> [Exercise details] Your task is to copy each line of the records that includes the string "CliOverrides".
+===+
//! Configuration loading for litra
//!
//! Settings come from four places, highest priority first:
//! 1. Command-line arguments ([`CliOverrides`])
//! 2. Environment variables (`LITRA_BACKEND_URL`, `LITRA_CHANNEL_URL`, ...)
//! 3. TOML configuration file
//! 4. Compiled defaults
//!
//! A missing or unreadable TOML file never aborts startup: a warning is logged
//! and the compiled defaults are used instead.

use crate::{Error, Result};
use serde::{Deserialize, Serialize};
use std::path::{Path, PathBuf};
use std::time::Duration;
use tracing::{debug, info, warn};

/// Environment variable overriding the backend base URL
pub const ENV_BACKEND_URL: &str = "LITRA_BACKEND_URL";
/// Environment variable overriding the event channel URL
pub const ENV_CHANNEL_URL: &str = "LITRA_CHANNEL_URL";
/// Environment variable toggling the realtime channel ("0"/"false" disables)
pub const ENV_REALTIME: &str = "LITRA_REALTIME";
/// Environment variable pointing at an explicit config file
pub const ENV_CONFIG_FILE: &str = "LITRA_CONFIG";
/// Environment variable overriding the log level
pub const ENV_LOG_LEVEL: &str = "LITRA_LOG_LEVEL";

/// Configuration file contents
///
/// Every field has a default so a partial (or empty) file is valid.
#[derive(Debug, Clone, PartialEq, Serialize, Deserialize)]
pub struct TomlConfig {
    /// Base URL of the backend REST API
    #[serde(default = "default_backend_url")]
    pub backend_url: String,

    /// Base URL of the realtime event channel (None disables realtime)
    #[serde(default)]
    pub channel_url: Option<String>,

    /// Feature flag for the realtime channel
    #[serde(default = "default_true")]
    pub realtime_enabled: bool,

    #[serde(default = "default_source_language")]
    pub source_language: String,

    #[serde(default = "default_target_language")]
    pub target_language: String,

    /// Longest paragraph accepted for editing/translation, in characters
    #[serde(default = "default_max_paragraph_chars")]
    pub max_paragraph_chars: usize,

    #[serde(default)]
    pub batch: BatchConfig,

    #[serde(default)]
    pub reconnect: ReconnectConfig,

    #[serde(default)]
    pub logging: LoggingConfig,
}

/// Batch translation settings
#[derive(Debug, Clone, PartialEq, Serialize, Deserialize)]
pub struct BatchConfig {
    /// Upper bound on concurrent translation workers
    #[serde(default = "default_max_concurrency")]
    pub max_concurrency: usize,
}

/// Event channel reconnect settings
#[derive(Debug, Clone, PartialEq, Serialize, Deserialize)]
pub struct ReconnectConfig {
    #[serde(default = "default_base_delay_ms")]
    pub base_delay_ms: u64,

    #[serde(default = "default_max_delay_ms")]
    pub max_delay_ms: u64,

    /// Outgoing events kept while disconnected; oldest are dropped beyond this
    #[serde(default = "default_max_queued_events")]
    pub max_queued_events: usize,
}

impl ReconnectConfig {
    pub fn base_delay(&self) -> Duration {
        crate::time::millis_to_duration(self.base_delay_ms)
    }

    pub fn max_delay(&self) -> Duration {
        crate::time::millis_to_duration(self.max_delay_ms)
    }
}

/// Logging configuration
#[derive(Debug, Clone, PartialEq, Serialize, Deserialize)]
pub struct LoggingConfig {
    /// Log level (trace, debug, info, warn, error)
    #[serde(default = "default_log_level")]
    pub level: String,

    /// Log file path (optional, logs to stderr if not specified)
    #[serde(default)]
    pub file: Option<PathBuf>,
}

fn default_backend_url() -> String {
    "http://127.0.0.1:8000/api".to_string()
}

fn default_true() -> bool {
    true
}

fn default_source_language() -> String {
    "pt".to_string()
}

fn default_target_language() -> String {
    "en".to_string()
}

fn default_max_paragraph_chars() -> usize {
    10_000
}

fn default_max_concurrency() -> usize {
    5
}

fn default_base_delay_ms() -> u64 {
    1_000
}

fn default_max_delay_ms() -> u64 {
    30_000
}

fn default_max_queued_events() -> usize {
    1_000
}

fn default_log_level() -> String {
    "info".to_string()
}

impl Default for TomlConfig {
    fn default() -> Self {
        Self {
            backend_url: default_backend_url(),
            channel_url: None,
            realtime_enabled: true,
            source_language: default_source_language(),
            target_language: default_target_language(),
            max_paragraph_chars: default_max_paragraph_chars(),
            batch: BatchConfig::default(),
            reconnect: ReconnectConfig::default(),
            logging: LoggingConfig::default(),
        }
    }
}

impl Default for BatchConfig {
    fn default() -> Self {
        Self {
            max_concurrency: default_max_concurrency(),
        }
    }
}

impl Default for ReconnectConfig {
    fn default() -> Self {
        Self {
            base_delay_ms: default_base_delay_ms(),
            max_delay_ms: default_max_delay_ms(),
            max_queued_events: default_max_queued_events(),
        }
    }
}

impl Default for LoggingConfig {
    fn default() -> Self {
        Self {
            level: default_log_level(),
            file: None,
        }
    }
}

impl TomlConfig {
    /// Channel URL when realtime is both configured and enabled
    pub fn effective_channel_url(&self) -> Option<&str> {
        if !self.realtime_enabled {
            return None;
        }
        self.channel_url
            .as_deref()
            .map(str::trim)
            .filter(|url| !url.is_empty())
    }

    /// Reject values that would make the session misbehave
    pub fn validate(&self) -> Result<()> {
        if self.backend_url.trim().is_empty() {
            return Err(Error::Config("backend_url must not be empty".to_string()));
        }
        if self.batch.max_concurrency == 0 {
            return Err(Error::Config(
                "batch.max_concurrency must be at least 1".to_string(),
            ));
        }
        if self.reconnect.base_delay_ms == 0
            || self.reconnect.max_delay_ms < self.reconnect.base_delay_ms
        {
            return Err(Error::Config(format!(
                "reconnect delays invalid (base {}ms, max {}ms)",
                self.reconnect.base_delay_ms, self.reconnect.max_delay_ms
            )));
        }
        if self.max_paragraph_chars == 0 {
            return Err(Error::Config(
                "max_paragraph_chars must be at least 1".to_string(),
            ));
        }
        Ok(())
    }
}

/// Read and parse a TOML configuration file
pub fn load_toml_config(path: &Path) -> Result<TomlConfig> {
    let content = std::fs::read_to_string(path)?;
    toml::from_str(&content)
        .map_err(|e| Error::Config(format!("Failed to parse {}: {}", path.display(), e)))
}

/// Default configuration file path for the platform
///
/// `~/.config/litra/config.toml` on Linux, the platform config dir elsewhere.
pub fn default_config_path() -> Option<PathBuf> {
    dirs::config_dir().map(|d| d.join("litra").join("config.toml"))
}

/// Values supplied on the command line
#[derive(Debug, Clone, Default)]
pub struct CliOverrides {
    pub config_file: Option<PathBuf>,
    pub backend_url: Option<String>,
    pub channel_url: Option<String>,
    pub no_realtime: bool,
    pub log_level: Option<String>,
    pub max_concurrency: Option<usize>,
}

/// Resolves the effective configuration from all sources
pub struct ConfigResolver {
    cli: CliOverrides,
}

impl ConfigResolver {
    pub fn new(cli: CliOverrides) -> Self {
        Self { cli }
    }

    /// Merge CLI > environment > TOML > defaults, then validate
    pub fn resolve(&self) -> Result<TomlConfig> {
        let mut config = self.load_file_layer();

        // Priority 2: Environment variables
        if let Ok(url) = std::env::var(ENV_BACKEND_URL) {
            debug!("Backend URL from {}", ENV_BACKEND_URL);
            config.backend_url = url;
        }
        if let Ok(url) = std::env::var(ENV_CHANNEL_URL) {
            debug!("Channel URL from {}", ENV_CHANNEL_URL);
            config.channel_url = Some(url);
        }
        if let Ok(flag) = std::env::var(ENV_REALTIME) {
            config.realtime_enabled = !matches!(flag.trim(), "0" | "false" | "off" | "no");
        }
        if let Ok(level) = std::env::var(ENV_LOG_LEVEL) {
            config.logging.level = level;
        }

        // Priority 1: Command-line arguments
        if let Some(url) = &self.cli.backend_url {
            config.backend_url = url.clone();
        }
        if let Some(url) = &self.cli.channel_url {
            config.channel_url = Some(url.clone());
        }
        if self.cli.no_realtime {
            config.realtime_enabled = false;
        }
        if let Some(level) = &self.cli.log_level {
            config.logging.level = level.clone();
        }
        if let Some(max) = self.cli.max_concurrency {
            config.batch.max_concurrency = max;
        }

        config.validate()?;
        Ok(config)
    }

    /// Priority 3/4: TOML file, falling back to compiled defaults
    fn load_file_layer(&self) -> TomlConfig {
        let path = self
            .cli
            .config_file
            .clone()
            .or_else(|| std::env::var(ENV_CONFIG_FILE).ok().map(PathBuf::from))
            .or_else(default_config_path);

        let Some(path) = path else {
            warn!("Could not determine config directory, using defaults");
            return TomlConfig::default();
        };

        if !path.exists() {
            info!("No config file at {}, using defaults", path.display());
            return TomlConfig::default();
        }

        match load_toml_config(&path) {
            Ok(config) => {
                info!("Loaded configuration from {}", path.display());
                config
            }
            Err(e) => {
                warn!("Ignoring config file {}: {}", path.display(), e);
                TomlConfig::default()
            }
        }
    }
}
+===+
> [Completed exercise]
//! 1. Command-line arguments ([`CliOverrides`])
pub struct CliOverrides {
    cli: CliOverrides,
    pub fn new(cli: CliOverrides) -> Self {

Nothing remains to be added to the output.